These differences would greatly influence the amount of sedatives, analgesics, and paralytics required to facilitate mechanical ventilation, especially given a very high reported daily drug consumption per patient that far exceeds the average needs for ventilated patients, leading to rapid supply depletion.
Next is the highly volatile state of prescribing based on less-rigorous sources of data and noncomparative trials. The explosion of information, ranging from traditional journalism to social media and hearsay, has led to drastic shifts in drug demand. For example, lopinavir-ritonavir, an older antiretroviral agent, was described as a potential therapy given its in vitro activity against severe acute respiratory syndrome coronavirus 2, and it was used widely early in the pandemic. Demand for lopinavir-ritonavir promptly decreased following the publication of a single randomized trial that showed no benefit to its use.
Another challenge with estimating drug usage during the pandemic is that doses and treatment durations for newer or off-label medications are not readily available, making it challenging to estimate needed quantities. Dosing strategies for tocilizumab, an IL-6 receptor antagonist, have been described, including a weight-based dose of 4 to 8 mg/kg or a fixed nonweight-based dose of 400 mg. No guidance is provided regarding the most appropriate weight metric to use (total, ideal, or adjusted body weight) or if there is benefit with larger doses. As such, real-time data are needed to optimize the process of estimating supply requirements. This type of drug supply planning must occur not just at the institutional level but at regional and national levels, permitting coordination of the critical care response with input from scientific advisory committees and experts. Similarly, incident command systems must include pharmacy experts in operations, logistics, and planning.
Regional and national multidisciplinary teams that proactively plan ahead for alternatives and prepare recommendations for substitution or conservation strategies prior to supplies being exhausted are more robust than any single-center effort.

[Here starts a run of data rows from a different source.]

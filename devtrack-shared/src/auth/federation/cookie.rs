/// Federation handshake cookies
///
/// The server keeps no state between "redirect to provider" and "provider
/// calls back". The pending authorization request travels in a cookie
/// instead, sealed as
///
/// ```text
/// base64url(json{provider, state, expiresAt}) "." hex(hmac_sha256(key, payload))
/// ```
///
/// The MAC is verified before the payload is decoded. A second cookie carries
/// the post-login redirect target; it is not signed because the callback
/// re-validates it against the allow-list anyway.
///
/// Both cookies are HTTP-only, `SameSite=Lax` and scoped to `/federated`.

use axum_extra::extract::cookie::{Cookie, SameSite};
use base64::{engine::general_purpose::URL_SAFE_NO_PAD, Engine};
use chrono::{Duration, Utc};
use hmac::{Hmac, Mac};
use serde::{Deserialize, Serialize};
use sha2::Sha256;
use uuid::Uuid;

use crate::models::credential::FederationProvider;

type HmacSha256 = Hmac<Sha256>;

/// Cookie carrying the sealed pending authorization request
pub const PENDING_COOKIE: &str = "devtrack_pending_auth";

/// Cookie carrying the post-login redirect target
pub const REDIRECT_COOKIE: &str = "devtrack_redirect_uri";

/// Path both cookies are scoped to
pub const FEDERATION_PATH: &str = "/federated";

/// Default pending-request lifetime (3 minutes)
pub const DEFAULT_COOKIE_TTL_SECS: i64 = 180;

/// Error type for cookie decoding
#[derive(Debug, Clone, PartialEq, Eq, thiserror::Error)]
pub enum CookieError {
    #[error("Malformed cookie")]
    Malformed,

    #[error("Cookie signature mismatch")]
    BadSignature,

    #[error("Pending authorization expired")]
    Expired,

    #[error("Cookie signing key rejected")]
    InvalidKey,
}

/// An in-flight federated login
#[derive(Debug, Clone, PartialEq, Eq, Serialize, Deserialize)]
#[serde(rename_all = "camelCase")]
pub struct PendingAuthorization {
    pub provider: FederationProvider,

    /// CSRF nonce echoed back by the provider as `state`
    pub state: String,

    /// Unix timestamp
    pub expires_at: i64,
}

/// Seals, opens and builds the handshake cookies
#[derive(Clone)]
pub struct CookieCodec {
    key: Vec<u8>,
    ttl: Duration,
    secure: bool,
}

impl std::fmt::Debug for CookieCodec {
    fn fmt(&self, f: &mut std::fmt::Formatter<'_>) -> std::fmt::Result {
        f.debug_struct("CookieCodec")
            .field("ttl", &self.ttl)
            .field("secure", &self.secure)
            .finish_non_exhaustive()
    }
}

impl CookieCodec {
    pub fn new(key: impl Into<Vec<u8>>, ttl: Duration, secure: bool) -> Self {
        Self {
            key: key.into(),
            ttl,
            secure,
        }
    }

    pub fn ttl(&self) -> Duration {
        self.ttl
    }

    /// Starts a pending request with a fresh state nonce
    pub fn begin(&self, provider: FederationProvider) -> PendingAuthorization {
        PendingAuthorization {
            provider,
            state: Uuid::new_v4().simple().to_string(),
            expires_at: (Utc::now() + self.ttl).timestamp(),
        }
    }

    fn mac(&self) -> Result<HmacSha256, CookieError> {
        <HmacSha256 as Mac>::new_from_slice(&self.key).map_err(|_| CookieError::InvalidKey)
    }

    /// Serializes and signs a pending request
    pub fn seal(&self, pending: &PendingAuthorization) -> Result<String, CookieError> {
        let json = serde_json::to_vec(pending).map_err(|_| CookieError::Malformed)?;
        let payload = URL_SAFE_NO_PAD.encode(json);

        let mut mac = self.mac()?;
        mac.update(payload.as_bytes());
        let signature = hex::encode(mac.finalize().into_bytes());

        Ok(format!("{}.{}", payload, signature))
    }

    /// Verifies the signature, then decodes and checks expiry
    pub fn open(&self, value: &str) -> Result<PendingAuthorization, CookieError> {
        let (payload, signature) = value.rsplit_once('.').ok_or(CookieError::Malformed)?;
        let signature = hex::decode(signature).map_err(|_| CookieError::Malformed)?;

        let mut mac = self.mac()?;
        mac.update(payload.as_bytes());
        mac.verify_slice(&signature)
            .map_err(|_| CookieError::BadSignature)?;

        let json = URL_SAFE_NO_PAD
            .decode(payload)
            .map_err(|_| CookieError::Malformed)?;
        let pending: PendingAuthorization =
            serde_json::from_slice(&json).map_err(|_| CookieError::Malformed)?;

        if Utc::now().timestamp() >= pending.expires_at {
            return Err(CookieError::Expired);
        }

        Ok(pending)
    }

    fn build(&self, name: &'static str, value: String, max_age: time::Duration) -> Cookie<'static> {
        Cookie::build((name, value))
            .http_only(true)
            .secure(self.secure)
            .same_site(SameSite::Lax)
            .path(FEDERATION_PATH)
            .max_age(max_age)
            .build()
    }

    fn max_age(&self) -> time::Duration {
        time::Duration::seconds(self.ttl.num_seconds())
    }

    pub fn pending_cookie(&self, sealed: String) -> Cookie<'static> {
        self.build(PENDING_COOKIE, sealed, self.max_age())
    }

    /// Redirect target cookie (base64url so any URL survives cookie syntax)
    pub fn redirect_cookie(&self, target: &str) -> Cookie<'static> {
        self.build(REDIRECT_COOKIE, URL_SAFE_NO_PAD.encode(target), self.max_age())
    }

    /// Reads a redirect cookie value back into a URL string
    pub fn decode_redirect(value: &str) -> Option<String> {
        let bytes = URL_SAFE_NO_PAD.decode(value).ok()?;
        String::from_utf8(bytes).ok()
    }

    /// Expired cookies that delete both handshake cookies
    pub fn clearing_cookies(&self) -> [Cookie<'static>; 2] {
        [
            self.build(PENDING_COOKIE, String::new(), time::Duration::ZERO),
            self.build(REDIRECT_COOKIE, String::new(), time::Duration::ZERO),
        ]
    }
}

#[cfg(test)]
mod tests {
    use super::*;

    fn codec() -> CookieCodec {
        CookieCodec::new(
            b"cookie-secret-key-at-least-32-bytes!".to_vec(),
            Duration::seconds(DEFAULT_COOKIE_TTL_SECS),
            true,
        )
    }

    #[test]
    fn test_seal_and_open() {
        let codec = codec();
        let pending = codec.begin(FederationProvider::Github);
        let sealed = codec.seal(&pending).unwrap();

        assert_eq!(codec.open(&sealed).unwrap(), pending);
        assert_eq!(pending.state.len(), 32);
    }

    #[test]
    fn test_states_are_unique() {
        let codec = codec();
        let a = codec.begin(FederationProvider::Google);
        let b = codec.begin(FederationProvider::Google);
        assert_ne!(a.state, b.state);
    }

    #[test]
    fn test_tampered_payload_rejected() {
        let codec = codec();
        let sealed = codec.seal(&codec.begin(FederationProvider::Github)).unwrap();

        // Swap the provider inside the payload but keep the old signature
        let (_, signature) = sealed.rsplit_once('.').unwrap();
        let forged = PendingAuthorization {
            provider: FederationProvider::Google,
            state: "attacker".to_string(),
            expires_at: Utc::now().timestamp() + 600,
        };
        let forged_payload = URL_SAFE_NO_PAD.encode(serde_json::to_vec(&forged).unwrap());
        let forged = format!("{}.{}", forged_payload, signature);

        assert_eq!(codec.open(&forged), Err(CookieError::BadSignature));
    }

    #[test]
    fn test_other_key_rejected() {
        let sealed = codec().seal(&codec().begin(FederationProvider::Github)).unwrap();
        let other = CookieCodec::new(
            b"a-completely-different-cookie-secret".to_vec(),
            Duration::seconds(180),
            true,
        );
        assert_eq!(other.open(&sealed), Err(CookieError::BadSignature));
    }

    #[test]
    fn test_expired_rejected() {
        let codec = CookieCodec::new(b"cookie-secret".to_vec(), Duration::zero(), false);
        let sealed = codec.seal(&codec.begin(FederationProvider::Github)).unwrap();
        assert_eq!(codec.open(&sealed), Err(CookieError::Expired));
    }

    #[test]
    fn test_malformed_rejected() {
        let codec = codec();
        assert_eq!(codec.open("no-dot-here"), Err(CookieError::Malformed));
        assert_eq!(codec.open("payload.not-hex"), Err(CookieError::Malformed));
        assert_eq!(codec.open(""), Err(CookieError::Malformed));
    }

    #[test]
    fn test_cookie_attributes() {
        let codec = codec();
        let cookie = codec.pending_cookie("value".to_string());

        assert_eq!(cookie.name(), PENDING_COOKIE);
        assert_eq!(cookie.http_only(), Some(true));
        assert_eq!(cookie.secure(), Some(true));
        assert_eq!(cookie.same_site(), Some(SameSite::Lax));
        assert_eq!(cookie.path(), Some(FEDERATION_PATH));
        assert_eq!(cookie.max_age(), Some(time::Duration::seconds(180)));

        for cleared in codec.clearing_cookies() {
            assert_eq!(cleared.value(), "");
            assert_eq!(cleared.max_age(), Some(time::Duration::ZERO));
            assert_eq!(cleared.path(), Some(FEDERATION_PATH));
        }
    }

    #[test]
    fn test_redirect_cookie_roundtrip() {
        let codec = codec();
        let cookie = codec.redirect_cookie("https://app.example/done?x=1;y");

        assert_eq!(cookie.name(), REDIRECT_COOKIE);
        assert_eq!(
            CookieCodec::decode_redirect(cookie.value()).as_deref(),
            Some("https://app.example/done?x=1;y")
        );
        assert_eq!(CookieCodec::decode_redirect("%%%"), None);
    }
}
/// Federated login endpoints
///
/// # Endpoints
///
/// - `GET /federated/:provider/start?redirect=<uri>` - 302 to the provider
/// - `GET /federated/:provider/callback?code&state[&error]` - 302 to the target
///
/// The handshake state lives in two HTTP-only cookies scoped to
/// `/federated`; see `devtrack_shared::auth::federation::cookie`.

use crate::{
    app::AppState,
    error::{ApiError, ApiResult},
};
use axum::{
    extract::{Path, Query, State},
    http::{header, StatusCode},
    response::{IntoResponse, Response},
    Json,
};
use axum_extra::extract::cookie::CookieJar;
use devtrack_shared::auth::federation::{
    cookie::{PENDING_COOKIE, REDIRECT_COOKIE},
    CallbackParams,
};
use serde::Deserialize;

/// Start query
#[derive(Debug, Deserialize)]
pub struct StartQuery {
    /// Post-login destination; must be on the allow-list
    pub redirect: Option<String>,
}

fn found(location: &str) -> Response {
    (StatusCode::FOUND, [(header::LOCATION, location.to_string())]).into_response()
}

/// Begins a federated login
///
/// # Errors
///
/// - `400 Bad Request`: Redirect target not on the allow-list
/// - `404 Not Found`: Provider unknown or not configured
pub async fn start(
    State(state): State<AppState>,
    Path(provider): Path<String>,
    Query(query): Query<StartQuery>,
    jar: CookieJar,
) -> ApiResult<(CookieJar, Response)> {
    let started = state.federation.start(&provider, query.redirect.as_deref())?;

    let jar = started
        .cookies
        .into_iter()
        .fold(jar, |jar, cookie| jar.add(cookie));

    Ok((jar, found(&started.location)))
}

/// Provider callback
///
/// Always clears both handshake cookies. Success and most failures answer
/// with a redirect; when no safe redirect target exists the error is
/// returned as JSON instead.
pub async fn callback(
    State(state): State<AppState>,
    Path(provider): Path<String>,
    Query(params): Query<CallbackParams>,
    jar: CookieJar,
) -> (CookieJar, Response) {
    let pending = jar.get(PENDING_COOKIE).map(|c| c.value().to_string());
    let redirect = jar.get(REDIRECT_COOKIE).map(|c| c.value().to_string());

    let outcome = state
        .federation
        .complete(&provider, params, pending.as_deref(), redirect.as_deref())
        .await;

    let jar = outcome
        .cookies
        .into_iter()
        .fold(jar, |jar, cookie| jar.add(cookie));

    let response = match (outcome.redirect, outcome.result) {
        (Some(target), _) => found(target.as_str()),
        (None, Ok(completed)) => Json(completed.tokens).into_response(),
        (None, Err(e)) => ApiError::from(e).into_response(),
    };

    (jar, response)
}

Regional and national dashboards that include drug quantities available can provide valuable information when drug shortages do arise and can allow drugs to be moved to where the patients are concentrated. When supplies within an institution are exhausted, borrowing is common between hospitals within the same health system, but very few countries or regions have organized methods for borrowing (personal communication). This process becomes more complex when hospitals are from different systems, especially during a pandemic when hospitals are unlikely to “return” that medication (ie, a vial for a vial) and have to compensate monetarily. Additional concerns arise when new products are obtained (eg, the acquisition of 2% propofol in a country where 1% propofol is routinely used); there are significant patient safety efforts required to ensure compatibility with technology such as bar coding, pump programming, and electronic documentation. Vendor support is needed to ease the burden of making safe product changes within their systems.

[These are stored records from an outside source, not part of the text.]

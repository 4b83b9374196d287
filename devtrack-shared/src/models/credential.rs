/// Credential record model
///
/// A credential record is the sole source of truth for authentication
/// decisions. There is exactly one record per identity, whether it was
/// created through local registration or on first federated login.
///
/// # Schema
///
/// ```sql
/// CREATE TABLE credentials (
///     id BIGSERIAL PRIMARY KEY,
///     username TEXT NOT NULL UNIQUE,
///     email CITEXT NOT NULL UNIQUE,
///     password_hash TEXT NOT NULL,
///     enabled BOOLEAN NOT NULL DEFAULT TRUE,
///     provider TEXT NOT NULL DEFAULT 'local',
///     provider_id TEXT,
///     display_name TEXT,
///     created_at TIMESTAMPTZ NOT NULL DEFAULT NOW(),
///     last_login_at TIMESTAMPTZ
/// );
/// ```

use chrono::{DateTime, Utc};
use serde::{Deserialize, Serialize};
use std::collections::BTreeSet;
use std::fmt;
use std::str::FromStr;

use super::role::Role;

/// Where an identity authenticates
#[derive(Debug, Clone, Copy, PartialEq, Eq, Hash, Serialize, Deserialize)]
#[serde(rename_all = "lowercase")]
pub enum FederationProvider {
    /// Username/email and password
    Local,

    /// Google OpenID Connect
    Google,

    /// GitHub OAuth
    Github,
}

impl FederationProvider {
    /// Stored/path name of the provider
    pub fn as_str(&self) -> &'static str {
        match self {
            FederationProvider::Local => "local",
            FederationProvider::Google => "google",
            FederationProvider::Github => "github",
        }
    }

    /// Whether this provider is an external identity provider
    pub fn is_federated(&self) -> bool {
        !matches!(self, FederationProvider::Local)
    }
}

impl fmt::Display for FederationProvider {
    fn fmt(&self, f: &mut fmt::Formatter<'_>) -> fmt::Result {
        f.write_str(self.as_str())
    }
}

impl FromStr for FederationProvider {
    type Err = String;

    fn from_str(s: &str) -> Result<Self, Self::Err> {
        match s.to_ascii_lowercase().as_str() {
            "local" => Ok(FederationProvider::Local),
            "google" => Ok(FederationProvider::Google),
            "github" => Ok(FederationProvider::Github),
            other => Err(format!("Unknown provider: {}", other)),
        }
    }
}

/// Stored credential record
#[derive(Debug, Clone, Serialize, Deserialize)]
pub struct CredentialRecord {
    /// Stable numeric id
    pub id: i64,

    /// Unique login name
    pub username: String,

    /// Unique email address (case-insensitive)
    pub email: String,

    /// Argon2id password hash
    ///
    /// Federated records hold the hash of a random secret nobody knows.
    #[serde(skip_serializing)]
    pub password_hash: String,

    /// Disabled records cannot authenticate
    pub enabled: bool,

    /// Assigned roles
    pub roles: BTreeSet<Role>,

    /// Provider the record was created under
    pub provider: FederationProvider,

    /// Provider-assigned subject id (None for local records)
    pub provider_id: Option<String>,

    /// Display name reported by the provider
    pub display_name: Option<String>,

    /// When the record was created
    pub created_at: DateTime<Utc>,

    /// When the identity last logged in (None if never)
    pub last_login_at: Option<DateTime<Utc>>,
}

impl CredentialRecord {
    /// Whether the record holds the given role
    pub fn has_role(&self, role: Role) -> bool {
        self.roles.contains(&role)
    }
}

/// Input for creating a credential record
#[derive(Debug, Clone)]
pub struct NewCredential {
    /// Login name (already checked for uniqueness by the caller)
    pub username: String,

    /// Email address
    pub email: String,

    /// Argon2id hash (NOT a plaintext password)
    pub password_hash: String,

    /// Initial roles
    pub roles: BTreeSet<Role>,

    /// Provider the record belongs to
    pub provider: FederationProvider,

    /// Provider subject id
    pub provider_id: Option<String>,

    /// Provider display name
    pub display_name: Option<String>,
}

Pharmaceutical manufacturing involves multiple contributors involved in processes that include the synthesis of APIs and inactive excipients, the production of an administrable form, packaging, and labeling. The manufacturing of biologic drugs involves the use of microorganisms, plants, or animals, resulting in a longer and more complicated process.
As noted, pharmaceutical and API manufacturers are at the heart of the supply chain, and they play a major role both in the creation and the mitigation of drug shortages. Manufacturing difficulties related to regulatory or quality issues, including product sterility, impurities, or degradation, are among the most common causes of drug shortages (Fig 1).
In addition, pharmaceutical manufacturers often depend on a limited number of API suppliers; any disruption in production of ingredients, such as due to a regulatory concern or a natural disaster, will consequently affect manufacturing.
These drugs demand highly specialized production lines, are expensive to produce, and are typically among the drugs needed to manage mass critical care. This process results in low profit margins, and very few manufacturers are consequently interested in producing them.
In the case of biological drugs such as vaccines, limited manufacturing options due to the complexity of production may also escalate shortages.
Because pharmaceutical and especially API production is highly concentrated in a limited number of countries, pandemics, unplanned large-scale political events, and natural disasters have the potential to cause global shortages. Capacity reduction and lockdown of pharmaceutical or API production sites because of government-imposed restrictions or staffing shortages during a quarantine may halt production, or natural disasters may disrupt the manufacturing plant itself.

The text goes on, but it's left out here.